## Available records
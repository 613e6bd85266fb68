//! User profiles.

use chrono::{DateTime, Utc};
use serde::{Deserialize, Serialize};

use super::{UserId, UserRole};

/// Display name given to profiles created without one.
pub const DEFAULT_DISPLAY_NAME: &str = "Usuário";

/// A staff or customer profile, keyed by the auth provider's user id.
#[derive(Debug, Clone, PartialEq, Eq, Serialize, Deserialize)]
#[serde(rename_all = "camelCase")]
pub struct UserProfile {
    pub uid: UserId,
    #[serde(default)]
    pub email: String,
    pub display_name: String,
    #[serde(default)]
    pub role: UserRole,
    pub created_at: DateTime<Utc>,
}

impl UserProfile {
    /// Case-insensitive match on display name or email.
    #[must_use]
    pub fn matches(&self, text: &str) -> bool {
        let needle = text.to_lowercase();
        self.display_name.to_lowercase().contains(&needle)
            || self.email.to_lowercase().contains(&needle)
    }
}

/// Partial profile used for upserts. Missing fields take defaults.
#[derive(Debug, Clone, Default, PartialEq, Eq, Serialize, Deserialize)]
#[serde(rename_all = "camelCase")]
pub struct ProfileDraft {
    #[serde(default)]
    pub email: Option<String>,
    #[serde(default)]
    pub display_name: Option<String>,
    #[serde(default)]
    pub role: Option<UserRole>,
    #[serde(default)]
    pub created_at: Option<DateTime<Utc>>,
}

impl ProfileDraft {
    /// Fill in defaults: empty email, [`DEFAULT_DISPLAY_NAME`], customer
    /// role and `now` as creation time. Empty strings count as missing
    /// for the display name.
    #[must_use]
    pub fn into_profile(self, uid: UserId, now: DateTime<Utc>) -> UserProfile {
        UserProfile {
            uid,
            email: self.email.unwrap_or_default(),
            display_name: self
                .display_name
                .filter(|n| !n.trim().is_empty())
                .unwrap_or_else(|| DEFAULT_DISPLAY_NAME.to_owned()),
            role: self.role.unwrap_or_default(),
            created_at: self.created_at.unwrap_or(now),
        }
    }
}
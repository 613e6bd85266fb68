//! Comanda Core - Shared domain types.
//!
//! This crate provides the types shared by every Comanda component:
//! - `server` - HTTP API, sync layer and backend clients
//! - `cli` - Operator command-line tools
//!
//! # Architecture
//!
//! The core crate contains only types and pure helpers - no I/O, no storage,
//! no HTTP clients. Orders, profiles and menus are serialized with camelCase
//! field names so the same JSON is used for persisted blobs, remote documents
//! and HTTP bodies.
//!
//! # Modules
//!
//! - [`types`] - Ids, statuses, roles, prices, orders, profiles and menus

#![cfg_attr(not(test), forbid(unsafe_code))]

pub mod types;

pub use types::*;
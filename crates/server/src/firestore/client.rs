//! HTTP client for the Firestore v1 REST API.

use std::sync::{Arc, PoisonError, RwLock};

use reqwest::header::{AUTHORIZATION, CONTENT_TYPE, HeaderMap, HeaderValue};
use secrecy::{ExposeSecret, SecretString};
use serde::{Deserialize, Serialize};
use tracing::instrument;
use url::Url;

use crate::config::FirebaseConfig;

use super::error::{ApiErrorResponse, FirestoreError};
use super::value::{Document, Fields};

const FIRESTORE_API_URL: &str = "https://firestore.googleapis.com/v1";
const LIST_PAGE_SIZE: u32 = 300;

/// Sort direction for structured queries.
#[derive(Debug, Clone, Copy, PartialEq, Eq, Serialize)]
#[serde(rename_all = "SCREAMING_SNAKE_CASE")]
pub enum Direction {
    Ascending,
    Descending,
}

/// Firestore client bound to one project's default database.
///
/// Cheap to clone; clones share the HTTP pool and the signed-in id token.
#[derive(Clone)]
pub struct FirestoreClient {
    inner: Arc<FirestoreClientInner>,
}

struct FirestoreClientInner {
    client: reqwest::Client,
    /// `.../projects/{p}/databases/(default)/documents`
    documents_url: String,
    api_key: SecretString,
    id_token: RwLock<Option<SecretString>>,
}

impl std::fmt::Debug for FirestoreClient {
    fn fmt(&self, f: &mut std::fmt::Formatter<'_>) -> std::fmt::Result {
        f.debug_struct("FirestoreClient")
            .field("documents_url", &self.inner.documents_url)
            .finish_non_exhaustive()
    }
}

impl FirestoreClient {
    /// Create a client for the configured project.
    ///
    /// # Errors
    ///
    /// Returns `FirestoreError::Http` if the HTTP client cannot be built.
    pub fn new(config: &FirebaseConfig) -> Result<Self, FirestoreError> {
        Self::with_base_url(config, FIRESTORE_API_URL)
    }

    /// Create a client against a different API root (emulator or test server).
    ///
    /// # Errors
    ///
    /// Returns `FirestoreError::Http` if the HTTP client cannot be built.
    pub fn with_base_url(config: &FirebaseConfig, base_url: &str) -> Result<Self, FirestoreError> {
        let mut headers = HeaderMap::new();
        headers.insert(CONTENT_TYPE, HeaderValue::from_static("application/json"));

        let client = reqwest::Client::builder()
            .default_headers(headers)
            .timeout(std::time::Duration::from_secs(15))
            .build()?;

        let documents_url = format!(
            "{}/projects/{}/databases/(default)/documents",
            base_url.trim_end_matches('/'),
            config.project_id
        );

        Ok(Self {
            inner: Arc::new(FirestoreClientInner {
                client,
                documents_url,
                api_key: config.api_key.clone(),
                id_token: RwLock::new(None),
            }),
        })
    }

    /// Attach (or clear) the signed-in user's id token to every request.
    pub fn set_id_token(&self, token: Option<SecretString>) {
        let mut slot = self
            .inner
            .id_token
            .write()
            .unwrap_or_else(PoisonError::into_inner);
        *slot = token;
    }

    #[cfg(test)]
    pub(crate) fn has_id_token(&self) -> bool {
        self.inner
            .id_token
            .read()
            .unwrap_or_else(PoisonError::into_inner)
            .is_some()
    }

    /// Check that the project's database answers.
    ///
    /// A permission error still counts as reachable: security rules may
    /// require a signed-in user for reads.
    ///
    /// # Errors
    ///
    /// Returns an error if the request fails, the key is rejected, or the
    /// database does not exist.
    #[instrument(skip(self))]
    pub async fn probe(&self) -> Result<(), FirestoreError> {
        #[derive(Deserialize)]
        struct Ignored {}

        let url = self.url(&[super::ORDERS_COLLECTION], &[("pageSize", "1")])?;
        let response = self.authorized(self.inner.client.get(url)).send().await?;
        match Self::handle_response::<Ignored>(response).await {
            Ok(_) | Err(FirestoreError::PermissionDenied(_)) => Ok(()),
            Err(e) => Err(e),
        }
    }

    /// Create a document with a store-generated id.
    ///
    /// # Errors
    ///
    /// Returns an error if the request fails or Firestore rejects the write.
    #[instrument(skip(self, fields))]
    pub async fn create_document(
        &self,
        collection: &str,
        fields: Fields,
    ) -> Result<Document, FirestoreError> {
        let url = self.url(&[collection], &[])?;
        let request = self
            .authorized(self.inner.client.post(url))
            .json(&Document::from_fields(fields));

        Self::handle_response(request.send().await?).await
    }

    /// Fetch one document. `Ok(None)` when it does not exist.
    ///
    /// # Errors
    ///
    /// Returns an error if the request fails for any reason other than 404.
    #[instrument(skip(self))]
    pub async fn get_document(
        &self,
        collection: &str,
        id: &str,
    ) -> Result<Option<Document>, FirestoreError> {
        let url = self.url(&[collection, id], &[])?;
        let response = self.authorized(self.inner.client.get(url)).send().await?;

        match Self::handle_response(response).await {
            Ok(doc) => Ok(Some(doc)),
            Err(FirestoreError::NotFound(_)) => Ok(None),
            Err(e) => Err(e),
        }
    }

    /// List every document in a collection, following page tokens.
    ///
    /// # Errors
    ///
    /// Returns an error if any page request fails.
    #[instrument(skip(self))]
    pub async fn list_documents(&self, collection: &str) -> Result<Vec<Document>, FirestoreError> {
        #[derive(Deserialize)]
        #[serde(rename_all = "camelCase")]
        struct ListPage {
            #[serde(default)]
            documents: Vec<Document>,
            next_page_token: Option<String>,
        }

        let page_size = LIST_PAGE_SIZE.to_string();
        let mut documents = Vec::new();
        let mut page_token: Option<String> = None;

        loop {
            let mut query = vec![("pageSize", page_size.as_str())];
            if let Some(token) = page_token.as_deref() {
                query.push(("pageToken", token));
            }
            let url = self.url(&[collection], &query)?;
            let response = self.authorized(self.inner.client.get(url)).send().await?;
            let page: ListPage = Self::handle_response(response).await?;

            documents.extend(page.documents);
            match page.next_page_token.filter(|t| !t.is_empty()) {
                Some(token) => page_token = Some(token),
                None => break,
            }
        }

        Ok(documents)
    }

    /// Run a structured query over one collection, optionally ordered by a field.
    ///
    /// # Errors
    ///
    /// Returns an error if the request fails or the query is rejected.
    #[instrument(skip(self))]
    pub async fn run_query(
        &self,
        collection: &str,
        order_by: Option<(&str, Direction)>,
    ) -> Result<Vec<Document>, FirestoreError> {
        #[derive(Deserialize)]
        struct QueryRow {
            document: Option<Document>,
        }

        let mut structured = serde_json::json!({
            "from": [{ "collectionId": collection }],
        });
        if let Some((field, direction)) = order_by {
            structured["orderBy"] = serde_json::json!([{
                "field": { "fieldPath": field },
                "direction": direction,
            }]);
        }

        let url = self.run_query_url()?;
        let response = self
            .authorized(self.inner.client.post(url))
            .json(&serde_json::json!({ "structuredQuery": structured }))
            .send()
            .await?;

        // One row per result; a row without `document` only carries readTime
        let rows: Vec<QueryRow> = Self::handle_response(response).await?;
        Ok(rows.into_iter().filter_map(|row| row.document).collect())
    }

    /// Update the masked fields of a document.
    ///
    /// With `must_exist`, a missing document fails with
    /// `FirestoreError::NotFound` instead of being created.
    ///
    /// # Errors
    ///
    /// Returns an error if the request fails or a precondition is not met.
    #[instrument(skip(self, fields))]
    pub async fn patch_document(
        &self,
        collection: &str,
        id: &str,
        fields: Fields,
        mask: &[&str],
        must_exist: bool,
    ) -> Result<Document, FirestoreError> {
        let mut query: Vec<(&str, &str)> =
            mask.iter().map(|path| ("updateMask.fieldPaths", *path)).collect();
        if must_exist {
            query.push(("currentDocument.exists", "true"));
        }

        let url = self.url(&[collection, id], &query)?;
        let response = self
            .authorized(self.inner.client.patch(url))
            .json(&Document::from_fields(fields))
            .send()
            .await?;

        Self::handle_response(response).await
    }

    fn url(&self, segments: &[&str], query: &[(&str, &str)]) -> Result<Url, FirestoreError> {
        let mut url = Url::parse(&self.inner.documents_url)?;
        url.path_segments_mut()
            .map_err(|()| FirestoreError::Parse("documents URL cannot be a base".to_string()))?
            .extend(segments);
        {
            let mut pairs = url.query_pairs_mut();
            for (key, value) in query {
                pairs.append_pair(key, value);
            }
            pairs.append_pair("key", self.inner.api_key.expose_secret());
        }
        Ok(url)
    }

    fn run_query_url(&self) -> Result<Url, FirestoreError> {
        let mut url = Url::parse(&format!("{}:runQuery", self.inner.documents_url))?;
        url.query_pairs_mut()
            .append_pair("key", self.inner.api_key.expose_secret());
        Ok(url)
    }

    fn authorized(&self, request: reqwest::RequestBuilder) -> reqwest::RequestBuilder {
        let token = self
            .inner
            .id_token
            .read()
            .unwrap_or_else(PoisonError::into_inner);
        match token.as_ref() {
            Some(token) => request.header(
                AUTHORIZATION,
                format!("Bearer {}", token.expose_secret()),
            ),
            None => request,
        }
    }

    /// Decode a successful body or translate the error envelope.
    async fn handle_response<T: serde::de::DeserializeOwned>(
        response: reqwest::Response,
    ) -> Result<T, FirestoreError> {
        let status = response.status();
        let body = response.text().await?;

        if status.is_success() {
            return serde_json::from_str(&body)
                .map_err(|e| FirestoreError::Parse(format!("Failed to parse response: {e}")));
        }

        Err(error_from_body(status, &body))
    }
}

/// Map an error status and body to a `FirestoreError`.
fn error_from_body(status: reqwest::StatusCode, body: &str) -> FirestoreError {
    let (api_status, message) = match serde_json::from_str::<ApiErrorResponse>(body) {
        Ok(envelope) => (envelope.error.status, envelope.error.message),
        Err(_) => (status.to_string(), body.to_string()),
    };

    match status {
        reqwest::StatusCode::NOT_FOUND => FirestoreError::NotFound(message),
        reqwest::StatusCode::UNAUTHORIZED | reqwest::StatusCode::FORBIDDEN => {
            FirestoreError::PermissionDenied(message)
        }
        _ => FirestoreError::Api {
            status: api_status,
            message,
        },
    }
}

## What is needed
Every line above that includes the word "AUTHORIZATION" should be listed.

## Response to the task
use reqwest::header::{AUTHORIZATION, CONTENT_TYPE, HeaderMap, HeaderValue};
                AUTHORIZATION,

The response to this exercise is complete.